Lead-Time Bias Is Not A Plausible Explanation For Better US Survival Rates
As I have argued, survival is absolutely of use when a doctor is talking to a patient. They have that correct. The first question a patient will ask when diagnosed is “how long have I got”? But that doesn’t mean it’s appropriate for cross country comparisons. If you diagnose a cancer earlier in one country than in another, almost by definition survival time is increased, even if they die at the same rate at the same time. Survival estimates absolutely will be subject to lead time bias when there are different methods of diagnosis. And, as I’ve said before, in the US the American Cancer Society recommends women are screened by mammography every year starting at age 40; in the UK, women are screened every three years starting at age 50. It’s almost certain women in America are going to be picked up earlier. This will absolutely increase survival time, even if it prevents no deaths.
Again, look at the chart above from their data. We have massive screening programs for prostate cancer and breast cancer, but not for most of those other cancers. Do you really think that has nothing to do with the massive differences in results between those two cancers and the others?

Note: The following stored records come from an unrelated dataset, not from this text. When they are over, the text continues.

pub mod fixtures;

use std::fs;
use std::path::Path;
use std::time::Duration;

use tempfile::TempDir;

use certmill::deck::Presentation;
use certmill::{GeneratorConfig, OutputFormat};

pub type TestResult = Result<(), Box<dyn std::error::Error>>;

/// Builds a self-contained batch folder: template deck, participant CSV and
/// an output directory, all inside one temp dir.
pub fn batch_workspace(
    template_runs: &[&str],
    csv: &str,
) -> Result<(TempDir, GeneratorConfig), Box<dyn std::error::Error>> {
    let dir = tempfile::tempdir()?;
    let template = dir.path().join("certificado_template.pptx");
    fixtures::write_template(&template, template_runs)?;
    let source = dir.path().join("dados_participantes.csv");
    fs::write(&source, csv)?;

    let config = GeneratorConfig {
        template,
        source,
        output_dir: dir.path().join("certificados_gerados"),
        format: OutputFormat::Pptx,
        conversion_timeout: Duration::from_secs(5),
    };
    Ok((dir, config))
}

/// File names currently in the output folder, sorted.
pub fn output_files(config: &GeneratorConfig) -> Vec<String> {
    let mut names: Vec<String> = fs::read_dir(&config.output_dir)
        .map(|entries| {
            entries
                .filter_map(|entry| entry.ok())
                .map(|entry| entry.file_name().to_string_lossy().into_owned())
                .collect()
        })
        .unwrap_or_default();
    names.sort();
    names
}

/// Every run text in the deck at `path`, slides in order.
pub fn deck_runs(path: &Path) -> Result<Vec<String>, Box<dyn std::error::Error>> {
    let deck = Presentation::open(path)?;
    let mut runs = Vec::new();
    for slide in deck.slides() {
        runs.extend(slide.text_runs());
    }
    Ok(runs)
}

Go read their whole response so you can rest assured I’m not leaving something out. But they still didn’t address what I consider to be the most damning criticism. Nothing in their study – nothing – proves that increased spending accounts for the differences in survival. Was it a randomized controlled trial? No. Can we know anything about causality? No.
This study showed that survival rates are increased for two cancers that are massively screened for in the US. Then it declared, in the manuscript’s discussion, that these differences are likely due to the increased health care spending in the US, specifically citing pharmaceuticals. (Side note – you wouldn’t know that this research was funded in part by a pharmaceutical company unless you could access the gated manuscript). And then in the title, they imply this spending is “worth it”.
That’s far from proven. Even after their response.